Die Ausreise aus dem Küstenstreifen war bereits vor Kriegsbeginn eine komplizierte Angelegenheit, da sowohl Israel als auch Ägypten seit dem Jahr 2007 eine Teilblockade über die von der Hamas regierte Enklave verhängt haben, um die Einfuhr von Waffen und anderem Material für die Kriegsmaschinerie der Terrororganisation zu verhindern.

Damals konnte die Genehmigung durch die Hamas zwar Monate dauern, aber die Bewohner des Gazastreifens hatten die Möglichkeit, einige hundert Dollar an einen der wenigen ägyptischen Vermittler zu zahlen, die sie an den Hamas-Listen vorbei nach Ägypten schleusen konnten. Seit dem 7. Oktober letzten Jahres ist der von den Hamas-Behörden verwaltete Grenzverkehr jedoch fast gänzlich eingestellt worden. Jene wenigen, die ausreisen dürfen, sind Ausländer und Doppelstaatsbürger sowie Verletzte, die in Ägypten behandelt werden sollen.

Horrende Summen

Für Palästinenser ohne ausländischen Pass gibt es nur noch die Möglichkeit, über ein ägyptisches Reisebüro namens Hala auszureisen. Alle paar Tage veröffentlicht das Unternehmen eine Liste mit Hunderten von Namen von Menschen aus dem Gazastreifen, die über die Grenze in Sicherheit gebracht werden können.

Einem Bericht des israelischen Fernsehsenders Channel 11 vom Februar zufolge verlangt das Unternehmen zweitausendfünfhundert Dollar für Kinder unter sechzehn Jahren und fünftausend für Erwachsene. Andere Quellen wie die britische Zeitung Guardian berichten, die Kosten für einen Erwachsenen könnten bis zu zehntausend Dollar betragen, während Inhabern ägyptischer Pässe nach Angaben des Organized Crime and Corruption Reporting Projectzwischen sechshundertfünfzig und tausendzweihundert Dollar berechnet werden. Den Berichten zufolge müssen die Gebühren bar hinterlegt werden; manchmal auch von Verwandten im Ausland an Mittelsmänner in Europa und den USA. 

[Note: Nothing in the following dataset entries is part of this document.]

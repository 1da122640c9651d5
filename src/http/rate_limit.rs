//! Rate limiting implementation
//!
//! Uses the governor crate for token bucket rate limiting. One limiter is
//! shared by every navigation served through the same [`HttpClient`](super::HttpClient).

use governor::clock::DefaultClock;
use governor::middleware::NoOpMiddleware;
use governor::state::{InMemoryState, NotKeyed};
use governor::{Quota, RateLimiter as Governor};
use serde::{Deserialize, Serialize};
use std::num::NonZeroU32;
use std::sync::Arc;

/// Configuration for rate limiting
#[derive(Debug, Clone, PartialEq, Eq, Serialize, Deserialize)]
pub struct RateLimiterConfig {
    /// Maximum number of requests per second
    pub requests_per_second: u32,
    /// Burst size (max tokens in bucket)
    pub burst_size: u32,
}

impl Default for RateLimiterConfig {
    fn default() -> Self {
        Self {
            requests_per_second: 20,
            burst_size: 20,
        }
    }
}

impl RateLimiterConfig {
    /// Create a new rate limiter config
    pub fn new(requests_per_second: u32, burst_size: u32) -> Self {
        Self {
            requests_per_second,
            burst_size,
        }
    }
}

/// Token bucket rate limiter
#[derive(Clone)]
pub struct RateLimiter {
    limiter: Arc<Governor<NotKeyed, InMemoryState, DefaultClock, NoOpMiddleware>>,
}

impl RateLimiter {
    /// Create a new rate limiter with the given config
    ///
    /// Zero values are raised to one.
    pub fn new(config: &RateLimiterConfig) -> Self {
        let rate = NonZeroU32::new(config.requests_per_second).unwrap_or(NonZeroU32::MIN);
        let burst = NonZeroU32::new(config.burst_size).unwrap_or(NonZeroU32::MIN);

        Self {
            limiter: Arc::new(Governor::direct(Quota::per_second(rate).allow_burst(burst))),
        }
    }

    /// Wait until a request can be made
    pub async fn wait(&self) {
        self.limiter.until_ready().await;
    }

    /// Try to acquire a permit, returning immediately
    pub fn try_acquire(&self) -> bool {
        self.limiter.check().is_ok()
    }
}

impl std::fmt::Debug for RateLimiter {
    fn fmt(&self, f: &mut std::fmt::Formatter<'_>) -> std::fmt::Result {
        f.debug_struct("RateLimiter").finish()
    }
}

Unter den Tausenden, denen die Flucht aus dem vom Krieg zerrütteten Gazastreifen gelungen ist, befinden sich auch Angehörige hochrangiger Hamas-Mitglieder, die in der Regel sehr viel wohlhabender sind als die allgemeine Bevölkerung. Channel 12 enthüllte letzte Woche, dass ohne Wissen Israels fünf Neffen des Hamas-Führers Yahya Sinwar sowie die beiden Kinder des Hamas-Polizeisprechers Ayman Albatanji und die engsten Angehörigen des Hamas-Politbüromitglieds Sameh Al-Siraj auf den jüngsten Reiselisten gestanden hätten.

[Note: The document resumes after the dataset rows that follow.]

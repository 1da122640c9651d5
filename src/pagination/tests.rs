//! Tests for page query parsing

use super::*;
use pretty_assertions::assert_eq;
use test_case::test_case;
use url::Url;

fn query(url: &str) -> PageQuery {
    PageQuery::from_url(&Url::parse(url).unwrap())
}

#[test]
fn test_no_parameters_resolve_to_defaults() {
    let parsed = query("http://localhost/albums");

    assert_eq!(parsed.page, ParsedParam::Missing);
    assert_eq!(parsed.item, ParsedParam::Missing);
    assert_eq!(parsed.resolve(), PageRequest::new(1, 40));
    assert_eq!(parsed.resolve(), PageRequest::default());
}

#[test]
fn test_explicit_parameters_are_used() {
    let parsed = query("http://localhost/albums?page=3&item=20");

    assert_eq!(parsed.page, ParsedParam::Number(3));
    assert_eq!(parsed.item, ParsedParam::Number(20));
    assert_eq!(parsed.resolve(), PageRequest::new(3, 20));
}

#[test]
fn test_non_numeric_page_is_nan_sentinel() {
    let parsed = query("http://localhost/albums?page=abc");

    assert!(parsed.page.is_nan());
    assert_eq!(parsed.page, ParsedParam::NotANumber("abc".to_string()));
    assert_eq!(parsed.page.to_string(), "NaN");
    assert!(parsed.page.is_rejected());
}

#[test]
fn test_nan_falls_back_to_default_on_resolve() {
    let parsed = query("http://localhost/albums?page=abc&item=xyz");
    assert_eq!(parsed.resolve(), PageRequest::new(DEFAULT_PAGE, DEFAULT_ITEM));
}

#[test]
fn test_first_occurrence_wins() {
    let parsed = query("http://localhost/albums?page=2&page=9&item=5");
    assert_eq!(parsed.resolve(), PageRequest::new(2, 5));
}

#[test]
fn test_unrelated_parameters_are_ignored() {
    let parsed = query("http://localhost/albums?sort=year&item=12");
    assert_eq!(parsed.page, ParsedParam::Missing);
    assert_eq!(parsed.resolve(), PageRequest::new(1, 12));
}

#[test]
fn test_percent_encoded_values_are_decoded() {
    let parsed = query("http://localhost/albums?page=%204%20");
    assert_eq!(parsed.page, ParsedParam::Number(4));
}

#[test_case(None, 7 ; "missing uses default")]
#[test_case(Some("12"), 12 ; "plain number")]
#[test_case(Some(" 12 "), 12 ; "whitespace is trimmed")]
#[test_case(Some("+5"), 5 ; "leading plus")]
#[test_case(Some("12abc"), 12 ; "trailing text is ignored")]
#[test_case(Some("3.5"), 3 ; "fraction is truncated")]
#[test_case(Some("1e3"), 1 ; "exponent is not read")]
#[test_case(Some("0"), 7 ; "zero is rejected")]
#[test_case(Some("0x10"), 7 ; "hex prefix reads as zero")]
#[test_case(Some("-3"), 7 ; "negative is rejected")]
#[test_case(Some("abc"), 7 ; "no digits is rejected")]
#[test_case(Some(""), 7 ; "empty is rejected")]
#[test_case(Some("-"), 7 ; "lone sign is rejected")]
#[test_case(Some("4294967296"), 7 ; "above u32 is rejected")]
#[test_case(Some("99999999999999999999"), 7 ; "above i64 is rejected")]
fn test_or_default(raw: Option<&str>, expected: u32) {
    assert_eq!(ParsedParam::parse(raw).or_default(7), expected);
}

#[test_case("12abc", 12 ; "digits then letters")]
#[test_case("3.5", 3 ; "decimal point")]
#[test_case("  -8px", -8 ; "sign and suffix")]
#[test_case("99999999999999999999", i64::MAX ; "saturates")]
fn test_leading_digits_are_a_number(raw: &str, expected: i64) {
    let parsed = ParsedParam::parse(Some(raw));
    assert!(!parsed.is_nan());
    assert_eq!(parsed, ParsedParam::Number(expected));
}

#[test_case("abc" ; "letters")]
#[test_case("" ; "empty")]
#[test_case("   " ; "blank")]
#[test_case("+" ; "sign only")]
#[test_case(".5" ; "leading point")]
fn test_no_leading_digits_is_nan(raw: &str) {
    assert!(ParsedParam::parse(Some(raw)).is_nan());
}

#[test]
fn test_prefix_query_values_are_requested() {
    let parsed = query("http://localhost/albums?page=12abc&item=3.5");
    assert_eq!(parsed.resolve(), PageRequest::new(12, 3));
}

#[test]
fn test_rejected_distinguishes_missing() {
    assert!(!ParsedParam::Missing.is_rejected());
    assert!(!ParsedParam::Number(1).is_rejected());
    assert!(ParsedParam::Number(0).is_rejected());
    assert!(ParsedParam::parse(Some("x")).is_rejected());
}

#[test]
fn test_page_request_display() {
    assert_eq!(PageRequest::new(2, 40).to_string(), "page 2 (40 per page)");
}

Andere Bewohner des Gazastreifens, die nicht über die finanziellen Mittel der Hamas-Funktionäre verfügen, greifen auf Online-Crowdfunding-Kampagnen zurück, um die notwendigen Summen zu sammeln, die sich bei großen Familien auf mehrere zehntausend Dollar belaufen können. Die Website GoFundMe etwa listet Hunderte Aufrufe von Gazanern auf, die in der Regel im Ausland leben und Geld für ihre Angehörigen sammeln, um deren Ausreisegebühren zu bezahlen.

Wenig glaubwürdig

Die ägyptischen Behörden erklärten unterdessen, sie hätten dem lukrativen Geschäft mit den exorbitanten Grenzübertrittsgebühren ein Ende gesetzt. Die in London ansässige Zeitung Al-Quds Al-Arabi berichtete im Februar, Kairo habe das Unternehmen Hala angewiesen, seine Dienste einzustellen, nachdem Medienberichte über dessen Grenzgeschäfte für Aufregung gesorgt hatten. In einem Interview mit Sky News sagte der ägyptische Außenminister Sameh Shoukry vergangene Woche, Kairo werde »gegen jeden vorgehen, der in solche Aktivitäten verwickelt ist«.

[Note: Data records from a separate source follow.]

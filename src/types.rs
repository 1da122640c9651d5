//! Common types used throughout Tamaya Web
//!
//! This module contains the library records returned by the backend API,
//! the list payload wrapper, and small shared enums.

use serde::{Deserialize, Serialize};

// ============================================================================
// Type Aliases
// ============================================================================

/// JSON value type (re-exported from serde_json)
pub type JsonValue = serde_json::Value;

// ============================================================================
// Backoff Type
// ============================================================================

/// Type of backoff for retries
#[derive(Debug, Clone, Copy, PartialEq, Eq, Default, Serialize, Deserialize)]
#[serde(rename_all = "snake_case")]
pub enum BackoffType {
    /// Constant delay between retries
    Constant,
    /// Linear increase in delay
    Linear,
    /// Exponential increase in delay
    #[default]
    Exponential,
}

// ============================================================================
// Library Records
// ============================================================================

/// One album as listed by `/api/albums`
#[derive(Debug, Clone, Default, PartialEq, Serialize, Deserialize)]
#[serde(default)]
pub struct AlbumSummary {
    /// Album title
    pub album: String,
    /// Album artist
    pub albumartist: String,
    /// Hash of the album artist
    pub albumartisthash: String,
    /// Album identifier
    pub albumhash: String,
    /// Total duration in seconds
    pub durationtotals: f64,
    /// Total size in bytes
    pub sizetotals: u64,
    pub tracktotals: u32,
    pub disctotals: u32,
    pub year: i32,
}

/// A track as it appears inside an album detail
#[derive(Debug, Clone, Default, PartialEq, Serialize, Deserialize)]
#[serde(default)]
pub struct AlbumTrack {
    pub title: String,
    pub artist: String,
    /// Duration in seconds
    pub duration: f64,
    /// Track number within the disc
    pub track: u32,
    pub hash: String,
    pub albumhash: String,
    pub artisthash: String,
}

/// Album metadata plus its tracks, as returned by `/api/albums/{hash}`
#[derive(Debug, Clone, Default, PartialEq, Serialize, Deserialize)]
#[serde(default)]
pub struct AlbumDetail {
    #[serde(flatten)]
    pub summary: AlbumSummary,
    /// Tracks ordered by track number
    pub tracks: Vec<AlbumTrack>,
}

/// One track as listed by `/api/tracks`
#[derive(Debug, Clone, Default, PartialEq, Serialize, Deserialize)]
#[serde(default)]
pub struct TrackSummary {
    pub title: String,
    pub album: String,
    pub artist: String,
    pub albumartist: String,
    pub hash: String,
    pub albumhash: String,
}

/// One artist as listed by `/api/artists`
#[derive(Debug, Clone, Default, PartialEq, Serialize, Deserialize)]
#[serde(default)]
pub struct ArtistSummary {
    pub artist: String,
    pub artisthash: String,
}

/// A single track with its file metadata, as returned by `/api/tracks/{hash}`
#[derive(Debug, Clone, Default, PartialEq, Serialize, Deserialize)]
#[serde(default)]
pub struct TrackDetail {
    #[serde(flatten)]
    pub summary: TrackSummary,
    pub artisthash: String,
    /// Duration in seconds
    pub duration: f64,
    pub track: u32,
    pub disc: u32,
    pub year: i32,
    pub genre: String,
    /// Bitrate in kbps
    pub bitrate: u32,
    /// File size in bytes
    pub filesize: u64,
}

/// An artist and their albums, as returned by `/api/artists/{hash}`
#[derive(Debug, Clone, Default, PartialEq, Serialize, Deserialize)]
#[serde(default)]
pub struct ArtistDetail {
    #[serde(flatten)]
    pub summary: ArtistSummary,
    pub albums: Vec<AlbumSummary>,
}

/// List payload returned by every paginated library endpoint
#[derive(Debug, Clone, PartialEq, Serialize, Deserialize)]
pub struct ListResponse<T> {
    /// Records on the requested page
    pub list: Vec<T>,
    /// Total number of records, when the backend reports it
    #[serde(default, skip_serializing_if = "Option::is_none")]
    pub total: Option<u64>,
}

Die Behauptungen Kairos stoßen jedoch auf Skepsis bei denjenigen, die erklären, die ägyptische Armee, welche die Grenze kontrolliert und ein wichtiger Akteur in der ägyptischen Wirtschaft ist, müsse in die Machenschaften verwickelt sein. Der Ägyptenexperte der Organisation Human Rights Watch, Amr Magdi, erklärte diesbezüglich gegenüber Sky News, dass »es keine derartigen wirtschaftlichen Aktivitäten geben kann, insbesondere wenn es sich um ein Monopol handelt, ohne grünes Licht vom Militär und ohne tatsächliche Verbindungen zum Militär«.

Kriegsgewinnler

Das Reisebüro Hala zählt zum Unternehmen Abnaa Sina (deutsch: Söhne des Sinai), einer Bau- und Vertragsfirma, die dem Geschäftsmann Ibrahim al-Organi gehört und Teil seiner großen Organi-Gruppe ist. Als Stammes- und Milizenführer auf dem Sinai baute al-Organi vor zwei Jahrzehnten ein Schmuggelimperium auf, das von Ägypten bis nach Gaza und Israel reichte. Der Oligarch ist in der ägyptischen Geschäftswelt und dem Establishment aufgestiegen und gilt heute als einer der engsten Verbündeten von Präsident Abdel Fattah al-Sisi und dem ägyptischen Militär. Einige von Organis Unternehmen haben Joint Ventures mit der ägyptischen Armee und den Sicherheitsdiensten, wie die Nachrichtenseite Middle East Eye berichtet. Die Organi-Gruppe ist auch Sponsor des berühmten Kairoer Fußballklubs Al-Ahly, einer der erfolgreichsten Fußballmannschaften in Afrika.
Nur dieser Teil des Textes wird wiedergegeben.